What if function is given by table of values?

**Example 3.** Estimate `f'(1)` and `f'(1.5)` if

`x` | 1 | 1.5 | 2 |

`f(x)` | 2 | 3 | 7 |

We have that `f'(x)=lim_(h->0)(f(x+h)-f(x))/h`. But if we take `h=0.5` we will obtain following approximation: `f'(x)~~(f(x+0.5)-f(x))/0.5=2(f(x+0.5)-f(x))`.

Thus,

`f'(1)~~2(f(1+0.5)-f(1))=2(f(1.5)-f(1))=2(3-2)=2`.

`f'(1.5)~~2(f(1.5+0.5)-f(1.5))=2(f(2)-f(1.5))=2(7-3)=8`.

**Definition.** Function `f` is differentiable at `a` if `f'(a)` exists.

**Definition.** Function `f` is differentiable on open interval `(a,b)` or `(a,oo)` or `(-oo,a)` or `(-oo,oo)` if it is differentiable at every number in that interval.

**Example 4.** Where is `f(x)=|x|` is differentiable?

If `x>0`, then `|x|=x` and we can choose `h` small enough so that `x+h>0` and hence `|x+h|=x+h`.

Therefore, for `x>0` `f'(x)=lim_(h->0)(|x+h|-|x|)/h=lim_(h->0)(x+h-x)/h=lim_(h->0)1=1` and so `f` is differentiable for any `x>0`.

Similarly, if `x<0`, then `|x|=-x` and we can choose `h` small enough so that `x+h<0` and hence `|x+h|=-(x+h)`.

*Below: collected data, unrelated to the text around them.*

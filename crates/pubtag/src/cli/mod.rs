//! CLI definition and command handling

pub mod args;
pub mod commands;
pub mod output;

use clap::{Parser, Subcommand};

use commands::{ChangelogCommand, TagCommand, VersionCommand};

/// pubtag - Tag the version of a pubspec.yaml on GitHub
#[derive(Debug, Parser)]
#[command(name = "pubtag")]
#[command(author, version, about, long_about = None)]
#[command(propagate_version = true)]
pub struct Cli {
    /// Enable verbose output
    #[arg(short, long, global = true)]
    pub verbose: bool,

    /// Suppress output except errors
    #[arg(short, long, global = true)]
    pub quiet: bool,

    /// Output format
    #[arg(long, global = true, default_value = "text")]
    pub format: OutputFormat,

    #[command(subcommand)]
    pub command: Commands,
}

/// Output format for CLI
#[derive(Debug, Clone, Copy, Default, PartialEq, Eq, clap::ValueEnum)]
pub enum OutputFormat {
    /// Human-readable text output
    #[default]
    Text,
    /// JSON output
    Json,
}

/// Available commands
#[derive(Debug, Subcommand)]
pub enum Commands {
    /// Create the tag for the manifest version
    Tag(TagCommand),

    /// Show the manifest version and the tag name it maps to
    Version(VersionCommand),

    /// Show the message the next tag would carry
    Changelog(ChangelogCommand),
}

impl Cli {
    /// Execute the CLI command
    pub fn execute(self) -> anyhow::Result<()> {
        match self.command {
            Commands::Tag(ref cmd) => cmd.execute(&self),
            Commands::Version(ref cmd) => cmd.execute(&self),
            Commands::Changelog(ref cmd) => cmd.execute(&self),
        }
    }
}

Therefore, for `x<0` `f'(x)=lim_(h->0)(|x+h|-|x|)/h=lim_(h->0)(-(x+h)-(-x))/h=lim_(h->0)-1=-1` and so `f` is differentiable for any `x<0`.

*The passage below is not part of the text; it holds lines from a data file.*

//! Hosting service trait

use async_trait::async_trait;
use pubtag_core::error::Result;
use pubtag_core::types::{Commit, CreatedRef, CreatedTag, NewTag, RepoRef, Tag};

/// Operations a tagging run performs against the repository host
///
/// Implementations are bound to one repository.
#[async_trait]
pub trait TagHost: Send + Sync {
    /// Repository this host operates on
    fn repository(&self) -> &RepoRef;

    /// First page of tags, newest first
    async fn list_tags(&self, per_page: u8) -> Result<Vec<Tag>>;

    /// Commits reachable from `head` but not from `base`, oldest first
    async fn compare_commits(&self, base: &str, head: &str) -> Result<Vec<Commit>>;

    /// Create an annotated tag object
    async fn create_tag(&self, tag: &NewTag) -> Result<CreatedTag>;

    /// Create a reference pointing at `sha`
    async fn create_ref(&self, ref_name: &str, sha: &str) -> Result<CreatedRef>;
}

For `x=0` we have to investigate`f'(0)=lim_(h->0)(|0+h|-|0|)/h=lim_(h->0)(|h|)/h`.

Let's compute one-sided limits:

`lim_(h->0^+)|h|/h=lim_(h->0^+)h/h=lim_(h->0^+)1=1`

`lim_(h->0^-)|h|/h=lim_(h->0^-)-h/h=lim_(h->0^-)-1=-1`

Since `lim_(h->0^+)(|h|)/h!=lim_(h->0^-)(|h|)/h` then`lim_(h->0)(|h|)/h` doesn't exist and thus `f(x)` is not differentiable at `x=0.`

Therefore, `|x|` is differentiable at all `x` except `0`.

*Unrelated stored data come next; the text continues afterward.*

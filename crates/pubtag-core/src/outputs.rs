//! Step outputs
//!
//! Outputs are named string values handed to later workflow steps. On
//! GitHub Actions they are appended to the file named by `GITHUB_OUTPUT`;
//! elsewhere they are written to a console stream. Both use the multi-line
//! block form `name<<DELIMITER\nvalue\nDELIMITER`.

use std::collections::BTreeMap;
use std::io::Write;
use std::path::PathBuf;

use tracing::debug;
use uuid::Uuid;

use crate::error::{OutputError, Result};
use crate::types::RunOutputs;

/// Name of the version output
pub const VERSION_OUTPUT: &str = "version";

/// Destination for step outputs
pub trait OutputSink {
    /// Publish one output, replacing any earlier value with the same name
    fn set(&mut self, name: &str, value: &str) -> Result<()>;
}

/// Write one output block with a fresh random delimiter
fn write_block<W: Write>(out: &mut W, name: &str, value: &str) -> Result<()> {
    let delimiter = format!("ghadelimiter_{}", Uuid::new_v4());
    if name.contains(&delimiter) || value.contains(&delimiter) {
        return Err(OutputError::DelimiterCollision(name.to_string()).into());
    }

    write!(out, "{name}<<{delimiter}\n{value}\n{delimiter}\n")
        .and_then(|()| out.flush())
        .map_err(|source| OutputError::Write {
            name: name.to_string(),
            source,
        })?;
    Ok(())
}

/// Appends outputs to a GitHub Actions output file
#[derive(Debug, Clone)]
pub struct GithubOutputFile {
    path: PathBuf,
}

impl GithubOutputFile {
    /// Create a sink writing to `path`
    pub fn new(path: impl Into<PathBuf>) -> Self {
        Self { path: path.into() }
    }
}

impl OutputSink for GithubOutputFile {
    fn set(&mut self, name: &str, value: &str) -> Result<()> {
        let mut file = std::fs::OpenOptions::new()
            .create(true)
            .append(true)
            .open(&self.path)
            .map_err(|source| OutputError::Write {
                name: name.to_string(),
                source,
            })?;

        write_block(&mut file, name, value)?;
        debug!(name, path = %self.path.display(), "output written");
        Ok(())
    }
}

/// Writes output blocks to a stream, for runs outside GitHub Actions
#[derive(Debug)]
pub struct StreamSink<W> {
    out: W,
}

impl<W: Write> StreamSink<W> {
    pub fn new(out: W) -> Self {
        Self { out }
    }
}

impl<W: Write> OutputSink for StreamSink<W> {
    fn set(&mut self, name: &str, value: &str) -> Result<()> {
        write_block(&mut self.out, name, value)
    }
}

/// Keeps outputs in memory
#[derive(Debug, Default, Clone)]
pub struct MemoryOutputs {
    values: BTreeMap<String, String>,
}

impl MemoryOutputs {
    pub fn new() -> Self {
        Self::default()
    }

    /// Value of an output, `None` if it was never set
    pub fn get(&self, name: &str) -> Option<&str> {
        self.values.get(name).map(String::as_str)
    }

    /// Number of distinct outputs set
    pub fn len(&self) -> usize {
        self.values.len()
    }

    pub fn is_empty(&self) -> bool {
        self.values.is_empty()
    }
}

impl OutputSink for MemoryOutputs {
    fn set(&mut self, name: &str, value: &str) -> Result<()> {
        self.values.insert(name.to_string(), value.to_string());
        Ok(())
    }
}

/// Publishes the fixed output sets of a run
pub struct Reporter<'a> {
    sink: &'a mut dyn OutputSink,
}

impl<'a> Reporter<'a> {
    pub fn new(sink: &'a mut dyn OutputSink) -> Self {
        Self { sink }
    }

    /// Publish the resolved version
    pub fn version(&mut self, version: &str) -> Result<()> {
        self.sink.set(VERSION_OUTPUT, version)
    }

    /// Publish all five outputs of a created tag
    pub fn created(&mut self, outputs: &RunOutputs) -> Result<()> {
        self.publish(outputs)
    }

    /// The tag already existed: only `tagname` is cleared
    pub fn tag_exists(&mut self) -> Result<()> {
        self.sink.set("tagname", "")
    }

    /// The run failed: all five outputs are cleared
    pub fn cleared(&mut self) -> Result<()> {
        self.publish(&RunOutputs::cleared())
    }

    fn publish(&mut self, outputs: &RunOutputs) -> Result<()> {
        for (name, value) in outputs.pairs() {
            self.sink.set(name, value)?;
        }
        Ok(())
    }
}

**Theorem.** If `f` is differentiable at `a` then `f` is continuous at `a`. Converse is not true.

Proof. Since `f` is differentiable at `a` then `f'(a)=lim_(h->0)(f(a+h)-f(a))/h`.

If we make substitution `x=a+h` then `h=x-a`. As `h->0` `x->a`.

Therefore, `f'(a)=lim_(x->a)(f(x)-f(a))/(x-a)`.

Now consider identity `f(x)-f(a)=f(x)-f(a)` or equivalently `f(x)-f(a)=(f(x)-f(a))/(x-a)(x-a)`. Taking limits of both sides gives `lim_(x->a)(f(x)-f(a))=lim_(x->a)((f(x)-f(a))/(x-a)(x-a))`.

Using property of limit of product we obtain that`lim_(x->a)(f(x)-f(a))=lim_(x->a)(f(x)-f(a))/(x-a)lim_(x->a)(x-a)` or `lim_(x->a)(f(x)-f(a))=f'(a)*(a-a)`.

Thus, `lim_(x->a)(f(x)-f(a))=0`.

Now, `lim_(x->a)f(x)=lim_(x->a)(f(x)-f(a)+f(a))=`

`=lim_(x->a)(f(x)-f(a))+lim_(x->a)(f(a))=0+f(a)=f(a)`.

Therefore `lim_(x->a)f(x)=f(a)` which means that function is continuous at `a`.

Converse is not true: if `f` is continuous at `a` then it doesn't mean that `f` is differentiable at `a`. Consider function `f(x)=|x|`. It is continuous at `x=0`, but as was shown in example 4 it is not differentiable at 0.